■ WHAT TO WORK ON
Search the material for lines containing the word "InvalidSchema", and copy each one.

■ AVAILABLE DATA
Segment Open
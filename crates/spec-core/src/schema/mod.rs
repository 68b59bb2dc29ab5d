//! Spec schema declaration
//!
//! A [`SpecSchema`] is an ordered collection of [`OptionSchema`] entries
//! describing one spec shape. Schemas are built once through a
//! [`SpecSchemaBuilder`], which checks the structural invariants, and are
//! immutable afterwards so the same schema can back any number of
//! concurrent resolutions.

mod option;

pub use option::{DefaultValue, OptionKind, OptionSchema, UnionKind};

use std::collections::HashSet;

use crate::error::{Error, Result};

/// Immutable, validated collection of options
#[derive(Debug, Clone)]
pub struct SpecSchema {
    name: String,
    options: Vec<OptionSchema>,
}

impl SpecSchema {
    pub fn builder(name: impl Into<String>) -> SpecSchemaBuilder {
        SpecSchemaBuilder {
            name: name.into(),
            options: Vec::new(),
        }
    }

    pub fn name(&self) -> &str {
        &self.name
    }

    /// Options in declaration order
    pub fn options(&self) -> &[OptionSchema] {
        &self.options
    }

    pub fn option(&self, name: &str) -> Option<&OptionSchema> {
        self.options.iter().find(|o| o.name() == name)
    }

    pub(crate) fn position(&self, name: &str) -> Option<usize> {
        self.options.iter().position(|o| o.name() == name)
    }

    pub fn contains(&self, name: &str) -> bool {
        self.position(name).is_some()
    }

    pub fn len(&self) -> usize {
        self.options.len()
    }

    pub fn is_empty(&self) -> bool {
        self.options.is_empty()
    }

    /// Find the first option, here or in any union branch, consulted under `flag`.
    pub fn find_flag(&self, flag: &str) -> Option<&OptionSchema> {
        for option in &self.options {
            if option.flag_name() == Some(flag) {
                return Some(option);
            }
            if let OptionKind::Union(union) = option.kind() {
                for (_, branch) in union.branches() {
                    if let Some(found) = branch.find_flag(flag) {
                        return Some(found);
                    }
                }
            }
        }
        None
    }

    /// Every option with its dotted path, branches included
    ///
    /// Branch options appear as `<union>.<variant>.<option>` directly after
    /// their union option.
    pub fn walk(&self) -> Vec<(String, &OptionSchema)> {
        let mut entries = Vec::new();
        self.walk_into("", &mut entries);
        entries
    }

    fn walk_into<'a>(&'a self, prefix: &str, entries: &mut Vec<(String, &'a OptionSchema)>) {
        for option in &self.options {
            let path = join_path(prefix, option.name());
            if let OptionKind::Union(union) = option.kind() {
                entries.push((path.clone(), option));
                for (variant, branch) in union.branches() {
                    branch.walk_into(&join_path(&path, variant), entries);
                }
            } else {
                entries.push((path, option));
            }
        }
    }
}

/// Builder checking schema invariants on [`build`](SpecSchemaBuilder::build)
#[derive(Debug)]
pub struct SpecSchemaBuilder {
    name: String,
    options: Vec<OptionSchema>,
}

impl SpecSchemaBuilder {
    pub fn option(mut self, option: OptionSchema) -> Self {
        self.options.push(option);
        self
    }

    pub fn options(mut self, options: impl IntoIterator<Item = OptionSchema>) -> Self {
        self.options.extend(options);
        self
    }

    /// Validate and freeze the schema.
    ///
    /// Fails with [`Error::InvalidSchema`] when:
    /// - two options share a name
    /// - a required option declares a default
    /// - an enum option has no allowed values
    /// - a static default fails the option's own validation
    /// - a union declares a default, is itself a discriminator, or references a
    ///   discriminator that is missing, not a discriminator enum, or whose
    ///   allowed values differ from the union's branch keys
    /// - a conditional requirement names a missing or union sibling
    pub fn build(self) -> Result<SpecSchema> {
        let schema = SpecSchema {
            name: self.name,
            options: self.options,
        };
        check_invariants(&schema)?;
        tracing::trace!(schema = %schema.name, options = schema.options.len(), "Built spec schema");
        Ok(schema)
    }
}

fn check_invariants(schema: &SpecSchema) -> Result<()> {
    let invalid = |reason: String| Error::InvalidSchema {
        schema: schema.name.clone(),
        reason,
    };

    let mut seen = HashSet::new();
    for option in &schema.options {
        if !seen.insert(option.name()) {
            return Err(invalid(format!("duplicate option {}", option.name())));
        }
    }

    for option in &schema.options {
        let name = option.name();

        if option.is_required() && option.default().is_some() {
            return Err(invalid(format!("required option {} declares a default", name)));
        }

        if matches!(option.kind(), OptionKind::Enum)
            && option.allowed().is_none_or(|allowed| allowed.is_empty())
        {
            return Err(invalid(format!("enum option {} has no allowed values", name)));
        }

        if option.is_discriminator() && !matches!(option.kind(), OptionKind::Enum) {
            return Err(invalid(format!(
                "discriminator {} must be an enum option",
                name
            )));
        }

        if let Some(DefaultValue::Static(value)) = option.default() {
            if !option.kind().is_union() {
                option.check(name, value).map_err(|e| {
                    invalid(format!("default for {} is invalid: {}", name, e))
                })?;
            }
        }

        if let Some(other) = option.required_with_option() {
            match schema.option(other) {
                None => {
                    return Err(invalid(format!(
                        "{} is required with unknown option {}",
                        name, other
                    )));
                }
                Some(sibling) if sibling.kind().is_union() => {
                    return Err(invalid(format!(
                        "{} cannot be required with union option {}",
                        name, other
                    )));
                }
                Some(_) => {}
            }
        }

        if let OptionKind::Union(union) = option.kind() {
            check_union(schema, option, union).map_err(invalid)?;
        }
    }

    Ok(())
}

fn check_union(
    schema: &SpecSchema,
    option: &OptionSchema,
    union: &UnionKind,
) -> std::result::Result<(), String> {
    let name = option.name();

    if option.default().is_some() {
        return Err(format!("union option {} cannot declare a default", name));
    }
    if option.is_discriminator() {
        return Err(format!("union option {} cannot be a discriminator", name));
    }

    let discriminator = schema.option(union.discriminator()).ok_or_else(|| {
        format!(
            "union {} references unknown discriminator {}",
            name,
            union.discriminator()
        )
    })?;
    if !discriminator.is_discriminator() {
        return Err(format!(
            "union {} references {} which is not marked as a discriminator",
            name,
            discriminator.name()
        ));
    }

    let mut allowed: Vec<String> = discriminator
        .allowed()
        .unwrap_or_default()
        .iter()
        .filter_map(|v| v.as_str().map(String::from))
        .collect();
    allowed.sort();
    allowed.dedup();
    let variants = union.variants();
    if allowed != variants {
        return Err(format!(
            "union {} branches [{}] do not match discriminator {} values [{}]",
            name,
            variants.join(", "),
            discriminator.name(),
            allowed.join(", ")
        ));
    }

    Ok(())
}

pub(crate) fn join_path(prefix: &str, name: &str) -> String {
    if prefix.is_empty() {
        name.to_string()
    } else {
        format!("{}.{}", prefix, name)
    }
}

#[cfg(test)]
mod tests {
    use super::*;
    use crate::defaults::RunScopedName;

    fn branch(name: &str) -> SpecSchema {
        SpecSchema::builder(name)
            .option(OptionSchema::string("machine_type"))
            .build()
            .unwrap()
    }

    fn reason(result: Result<SpecSchema>) -> String {
        match result {
            Err(Error::InvalidSchema { reason, .. }) => reason,
            other => panic!("expected InvalidSchema, got {:?}", other),
        }
    }

    #[test]
    fn build_preserves_declaration_order() {
        let schema = SpecSchema::builder("db")
            .option(OptionSchema::string("b"))
            .option(OptionSchema::string("a"))
            .build()
            .unwrap();

        let names: Vec<&str> = schema.options().iter().map(|o| o.name()).collect();
        assert_eq!(names, vec!["b", "a"]);
        assert_eq!(schema.len(), 2);
        assert!(schema.contains("a"));
        assert!(!schema.contains("c"));
    }

    #[test]
    fn duplicate_names_are_rejected() {
        let result = SpecSchema::builder("db")
            .option(OptionSchema::string("a"))
            .option(OptionSchema::integer("a"))
            .build();
        assert!(reason(result).contains("duplicate option a"));
    }

    #[test]
    fn required_option_with_default_is_rejected() {
        let result = SpecSchema::builder("db")
            .option(OptionSchema::string("name").required().default_value("x"))
            .build();
        assert!(reason(result).contains("declares a default"));

        let result = SpecSchema::builder("db")
            .option(
                OptionSchema::string("name")
                    .required()
                    .default_with(RunScopedName::new("pkb")),
            )
            .build();
        assert!(reason(result).contains("declares a default"));
    }

    #[test]
    fn invalid_static_default_is_rejected() {
        let result = SpecSchema::builder("db")
            .option(OptionSchema::enumeration("database", ["mysql"]).default_value("oracle"))
            .build();
        assert!(reason(result).contains("default for database is invalid"));
    }

    #[test]
    fn enum_without_values_is_rejected() {
        let result = SpecSchema::builder("db")
            .option(OptionSchema::enumeration("database", Vec::<String>::new()))
            .build();
        assert!(reason(result).contains("no allowed values"));
    }

    #[test]
    fn union_branches_must_match_discriminator_values() {
        let result = SpecSchema::builder("db")
            .option(OptionSchema::enumeration("cloud", ["AWS", "GCP"]).discriminator())
            .option(OptionSchema::union("vm_spec", "cloud", [("GCP", branch("gcp"))]))
            .build();
        assert!(reason(result).contains("do not match discriminator cloud"));
    }

    #[test]
    fn union_requires_marked_discriminator() {
        let result = SpecSchema::builder("db")
            .option(OptionSchema::enumeration("cloud", ["GCP"]))
            .option(OptionSchema::union("vm_spec", "cloud", [("GCP", branch("gcp"))]))
            .build();
        assert!(reason(result).contains("not marked as a discriminator"));

        let result = SpecSchema::builder("db")
            .option(OptionSchema::union("vm_spec", "cloud", [("GCP", branch("gcp"))]))
            .build();
        assert!(reason(result).contains("unknown discriminator cloud"));
    }

    #[test]
    fn discriminator_must_be_enum() {
        let result = SpecSchema::builder("db")
            .option(OptionSchema::string("cloud").discriminator())
            .build();
        assert!(reason(result).contains("must be an enum option"));
    }

    #[test]
    fn required_with_must_name_a_sibling() {
        let result = SpecSchema::builder("vm")
            .option(OptionSchema::string("memory").required_with("cpus"))
            .build();
        assert!(reason(result).contains("unknown option cpus"));
    }

    #[test]
    fn valid_union_schema_builds() {
        let schema = SpecSchema::builder("db")
            .option(OptionSchema::union(
                "vm_spec",
                "cloud",
                [("GCP", branch("gcp")), ("AWS", branch("aws"))],
            ))
            .option(
                OptionSchema::enumeration("cloud", ["GCP", "AWS"])
                    .discriminator()
                    .default_value("GCP"),
            )
            .build()
            .unwrap();

        let Some(OptionKind::Union(union)) = schema.option("vm_spec").map(|o| o.kind()) else {
            panic!("vm_spec should be a union");
        };
        assert_eq!(union.variants(), vec!["AWS", "GCP"]);
        assert_eq!(union.discriminator(), "cloud");
    }

    #[test]
    fn walk_lists_branch_paths() {
        let schema = SpecSchema::builder("db")
            .option(OptionSchema::enumeration("cloud", ["GCP"]).discriminator())
            .option(OptionSchema::union("vm_spec", "cloud", [("GCP", branch("gcp"))]))
            .build()
            .unwrap();

        let paths: Vec<String> = schema.walk().into_iter().map(|(p, _)| p).collect();
        assert_eq!(paths, vec!["cloud", "vm_spec", "vm_spec.GCP.machine_type"]);
    }

    #[test]
    fn find_flag_searches_branches() {
        let schema = SpecSchema::builder("db")
            .option(OptionSchema::enumeration("cloud", ["GCP"]).discriminator())
            .option(OptionSchema::union("vm_spec", "cloud", [("GCP", branch("gcp"))]))
            .build()
            .unwrap();

        assert_eq!(
            schema.find_flag("machine_type").map(|o| o.name()),
            Some("machine_type")
        );
        assert!(schema.find_flag("vm_spec").is_none());
        assert!(schema.find_flag("missing").is_none());
    }
}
Segment Closed
■ FINAL ANSWER
    /// Fails with [`Error::InvalidSchema`] when:
    let invalid = |reason: String| Error::InvalidSchema {
            Err(Error::InvalidSchema { reason, .. }) => reason,
            other => panic!("expected InvalidSchema, got {:?}", other),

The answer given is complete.